Separating us from Cayo Costa was the Intracoastal Waterway where navigational markers blinked in four-second bursts: white… red. .. green. The Intracoastal is a federally maintained sea highway that runs from Texas to New Jersey. Big boats depend on it. I avoid it. The water would be rougher there because its deep channel accelerated an outgoing tide like a faucet.
I told Wilson, “You can stop paddling. We’ll let the tide do the work. Get some rest-but secure your life jacket first.” I explained why.
“I wondered why you were bearing north. You being such an expert paddler, there had to be a reason.”
The man didn’t miss anything
I said, “The channel’s going to be running fast, like a river. If we get swept too far south, we’ll have to wait for the tide to change, then work our way back.”

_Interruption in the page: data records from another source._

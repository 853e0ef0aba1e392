//! Guard protocol tests against the in-memory and fault-injecting stores.

use proptest::prelude::*;
use serde::{Deserialize, Serialize};
use std::sync::atomic::{AtomicUsize, Ordering};
use std::sync::Arc;
use std::time::Duration;
use upkeep_guard::{CheckOutcome, GuardError, Guarded, IdempotencyGuard, RecordOutcome};
use upkeep_test_utils::{
    fixtures, generators, InMemoryIdempotencyStore, ManualClock, PreemptingIdempotencyStore,
    ResponseSnapshot, UnavailableIdempotencyStore, VanishingWinnerStore,
};

const WINDOW: Duration = Duration::from_secs(60);

#[derive(Debug, Clone, PartialEq, Eq, Serialize, Deserialize)]
struct Receipt {
    order_id: i64,
}

fn in_memory_guard() -> (IdempotencyGuard<InMemoryIdempotencyStore, ManualClock>, ManualClock) {
    let clock = fixtures::manual_clock();
    (
        IdempotencyGuard::with_clock(InMemoryIdempotencyStore::new(), clock.clone()),
        clock,
    )
}

#[tokio::test]
async fn abc_1_replays_within_window_and_reruns_after() {
    let (guard, clock) = in_memory_guard();
    let next_order_id = &AtomicUsize::new(42);
    let place = move || async move {
        let order_id = next_order_id.fetch_add(1, Ordering::SeqCst) as i64;
        Ok::<_, GuardError>(Receipt { order_id })
    };

    // Caller A at t=0.
    let a = guard.execute("abc-1", WINDOW, place).await.unwrap();
    assert!(!a.is_replay());
    assert_eq!(a.snapshot().as_str(), r#"{"order_id":42}"#);

    // Caller B at t=5.
    clock.advance(Duration::from_secs(5));
    let b = guard.execute("abc-1", WINDOW, place).await.unwrap();
    assert!(b.is_replay());
    assert_eq!(b.value(), &Receipt { order_id: 42 });

    // Caller C at t=70.
    clock.advance(Duration::from_secs(65));
    assert_eq!(guard.check("abc-1", WINDOW).await.unwrap(), CheckOutcome::Miss);
    let c = guard.execute("abc-1", WINDOW, place).await.unwrap();
    assert!(!c.is_replay());
    assert_eq!(c.into_inner(), Receipt { order_id: 43 });
}

#[tokio::test]
async fn immediate_retry_has_one_side_effect_and_identical_bytes() {
    let (guard, _) = in_memory_guard();
    let runs = &AtomicUsize::new(0);
    let op = move || async move {
        runs.fetch_add(1, Ordering::SeqCst);
        Ok::<_, GuardError>(Receipt { order_id: 7 })
    };

    let first = guard.execute("r", WINDOW, op).await.unwrap();
    let second = guard.execute("r", WINDOW, op).await.unwrap();

    assert_eq!(runs.load(Ordering::SeqCst), 1);
    assert_eq!(first.snapshot().as_bytes(), second.snapshot().as_bytes());
    assert!(second.is_replay());
}

#[tokio::test(flavor = "multi_thread", worker_threads = 4)]
async fn concurrent_records_single_winner_and_convergence() {
    let (guard, _) = in_memory_guard();
    let guard = Arc::new(guard);

    let mut handles = Vec::new();
    for n in 0..2 {
        let guard = Arc::clone(&guard);
        handles.push(tokio::spawn(async move {
            let snapshot = ResponseSnapshot::from_raw(format!(r#"{{"order_id":{}}}"#, n));
            guard.record("race", snapshot, WINDOW).await
        }));
    }

    let mut outcomes = Vec::new();
    for handle in handles {
        outcomes.push(handle.await.unwrap().unwrap());
    }
    assert_eq!(
        outcomes.iter().filter(|o| **o == RecordOutcome::Recorded).count(),
        1
    );
    assert_eq!(
        outcomes.iter().filter(|o| **o == RecordOutcome::Conflict).count(),
        1
    );

    let a = guard.check("race", WINDOW).await.unwrap();
    let b = guard.check("race", WINDOW).await.unwrap();
    assert!(matches!(a, CheckOutcome::Hit(_)));
    assert_eq!(a, b);
    assert_eq!(guard.metrics().snapshot().conflicts, 1);
}

#[tokio::test(flavor = "multi_thread", worker_threads = 4)]
async fn concurrent_executes_return_one_response() {
    let (guard, _) = in_memory_guard();
    let guard = Arc::new(guard);
    let counter = Arc::new(AtomicUsize::new(0));

    let mut handles = Vec::new();
    for _ in 0..8 {
        let guard = Arc::clone(&guard);
        let counter = Arc::clone(&counter);
        handles.push(tokio::spawn(async move {
            guard
                .execute("burst", WINDOW, || async move {
                    let order_id = counter.fetch_add(1, Ordering::SeqCst) as i64 + 1;
                    Ok::<_, GuardError>(Receipt { order_id })
                })
                .await
        }));
    }

    let mut snapshots = Vec::new();
    for handle in handles {
        let guarded: Guarded<Receipt> = handle.await.unwrap().unwrap();
        snapshots.push(guarded.snapshot().clone());
    }
    assert!(snapshots.windows(2).all(|pair| pair[0] == pair[1]));
    assert_eq!(guard.metrics().snapshot().recorded, 1);
}

#[tokio::test]
async fn lost_race_returns_winner_snapshot() {
    let store = PreemptingIdempotencyStore::new(fixtures::order_42_snapshot());
    let guard = IdempotencyGuard::with_clock(store, fixtures::manual_clock());

    let guarded = guard
        .execute("abc-1", WINDOW, || async {
            Ok::<_, GuardError>(Receipt { order_id: 43 })
        })
        .await
        .unwrap();

    assert!(guarded.is_replay());
    assert_eq!(guarded.value(), &Receipt { order_id: 42 });
    assert_eq!(guarded.snapshot(), &fixtures::order_42_snapshot());
}

#[tokio::test]
async fn vanished_winner_is_unresolved() {
    let guard = IdempotencyGuard::with_clock(VanishingWinnerStore, fixtures::manual_clock());

    let err = guard
        .execute("abc-1", WINDOW, || async {
            Ok::<_, GuardError>(Receipt { order_id: 1 })
        })
        .await
        .unwrap_err();

    assert!(matches!(err, GuardError::ConflictUnresolved { .. }));
}

#[tokio::test]
async fn store_down_on_check_fails_without_running() {
    let guard = IdempotencyGuard::new(UnavailableIdempotencyStore::everywhere());
    let runs = &AtomicUsize::new(0);

    let err = guard
        .execute("abc-1", WINDOW, move || async move {
            runs.fetch_add(1, Ordering::SeqCst);
            Ok::<_, GuardError>(Receipt { order_id: 1 })
        })
        .await
        .unwrap_err();

    assert!(matches!(err, GuardError::StorageUnavailable { .. }));
    assert_eq!(runs.load(Ordering::SeqCst), 0);
}

#[tokio::test]
async fn control_characters_rejected_before_storage() {
    let guard = IdempotencyGuard::new(UnavailableIdempotencyStore::everywhere());
    let runs = &AtomicUsize::new(0);

    let err = guard
        .execute("abc\u{0}1", WINDOW, move || async move {
            runs.fetch_add(1, Ordering::SeqCst);
            Ok::<_, GuardError>(Receipt { order_id: 1 })
        })
        .await
        .unwrap_err();

    assert!(matches!(err, GuardError::InvalidArgument(_)));
    assert_eq!(runs.load(Ordering::SeqCst), 0);
    assert_eq!(guard.store().attempts(), 0);
}

#[tokio::test]
async fn store_down_on_record_surfaces_error() {
    let guard = IdempotencyGuard::new(UnavailableIdempotencyStore::on_insert());

    let err = guard
        .execute("abc-1", WINDOW, || async {
            Ok::<_, GuardError>(Receipt { order_id: 1 })
        })
        .await
        .unwrap_err();

    assert!(matches!(err, GuardError::StorageUnavailable { .. }));
    let metrics = guard.metrics().snapshot();
    assert_eq!(metrics.misses, 1);
    assert_eq!(metrics.storage_failures, 1);
    assert_eq!(guard.store().attempts(), 2);
}

#[tokio::test]
async fn operation_error_records_nothing() {
    let (guard, _) = in_memory_guard();

    let err = guard
        .execute("abc-1", WINDOW, || async {
            Err::<Receipt, _>(GuardError::StorageUnavailable {
                reason: "downstream".to_string(),
            })
        })
        .await
        .unwrap_err();

    assert!(matches!(err, GuardError::StorageUnavailable { .. }));
    assert!(guard.store().is_empty().await);
}

proptest! {
    #![proptest_config(ProptestConfig::with_cases(100))]

    #[test]
    fn prop_record_then_check_hits_inside_window(
        request_id in generators::arb_request_id(),
        snapshot in generators::arb_snapshot(),
        start in generators::arb_timestamp(),
        elapsed in 0u64..=60,
    ) {
        let rt = tokio::runtime::Builder::new_current_thread().build().unwrap();
        let (guard, clock) = in_memory_guard();
        clock.set(start);

        let (recorded, checked) = rt.block_on(async {
            let recorded = guard.record(&request_id, snapshot.clone(), WINDOW).await.unwrap();
            clock.advance(Duration::from_secs(elapsed));
            (recorded, guard.check(&request_id, WINDOW).await.unwrap())
        });

        prop_assert_eq!(recorded, RecordOutcome::Recorded);
        prop_assert_eq!(checked, CheckOutcome::Hit(snapshot));
    }

    #[test]
    fn prop_invalid_request_id_rejected(raw in generators::arb_invalid_request_id()) {
        let rt = tokio::runtime::Builder::new_current_thread().build().unwrap();
        let (guard, _) = in_memory_guard();
        let result = rt.block_on(guard.check(&raw, WINDOW));
        prop_assert!(matches!(result, Err(GuardError::InvalidArgument(_))));
    }
}
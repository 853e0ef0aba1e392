//! Guard configuration.
//!
//! Replay windows are fixed per operation type and loaded from environment
//! variables with defaults suitable for development.

use std::time::Duration;

/// Default replay window (24 hours).
pub const DEFAULT_WINDOW: Duration = Duration::from_secs(24 * 60 * 60);

/// Replay windows per guarded operation.
#[derive(Debug, Clone, PartialEq, Eq)]
pub struct GuardConfig {
    /// Window within which a repeated order creation replays the first response.
    pub order_window: Duration,
}

impl Default for GuardConfig {
    fn default() -> Self {
        Self {
            order_window: DEFAULT_WINDOW,
        }
    }
}

impl GuardConfig {
    /// Create GuardConfig from environment variables.
    ///
    /// Environment variables:
    /// - `UPKEEP_ORDER_IDEMPOTENCY_WINDOW_SECS`: order creation window in seconds (default: 86400)
    ///
    /// Unparseable or zero values fall back to the default.
    pub fn from_env() -> Self {
        let order_window = std::env::var("UPKEEP_ORDER_IDEMPOTENCY_WINDOW_SECS")
            .ok()
            .and_then(|s| s.trim().parse::<u64>().ok())
            .filter(|secs| *secs > 0)
            .map(Duration::from_secs)
            .unwrap_or(DEFAULT_WINDOW);

        Self { order_window }
    }

    pub fn with_order_window(mut self, window: Duration) -> Self {
        self.order_window = window;
        self
    }
}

“We can’t wait,” he said. “I don’t have time. So stay as far north as you need to be.”
I nearly responded, “Aye, aye, sir.”
For the last half an hour, I’d been watching a light on Cayo Costa. A yellow light that brightened, then dimmed-a fire, I realized, on the island’s point. There was pink sand there, where the water of Captiva Pass swept past, fast and deep, into open sea.
“Are we meeting someone?”
He realized I was talking about the fire. “Yes. A friend.”
I knew better than to ask who.
“Did you tell him to do that?”
“No. I’ve been wondering about the fire myself. It’s the last thing I’d want.”
“Maybe he has camp pitched and breakfast cooking. That would be okay. We both need sleep and I didn’t pack a tent.”
“Don’t worry about details. But there wasn’t supposed to be a fire.” His puzzled inflection read Why draw attention?
“It’s not a private island. Maybe he has company.”
The former president replied, “That would not be surprising.”
The way he said it, it sounded like his friend might be an interesting character. I wondered if it was Vue. Vue could’ve hopped a boat and beat us to the island by an hour. But why?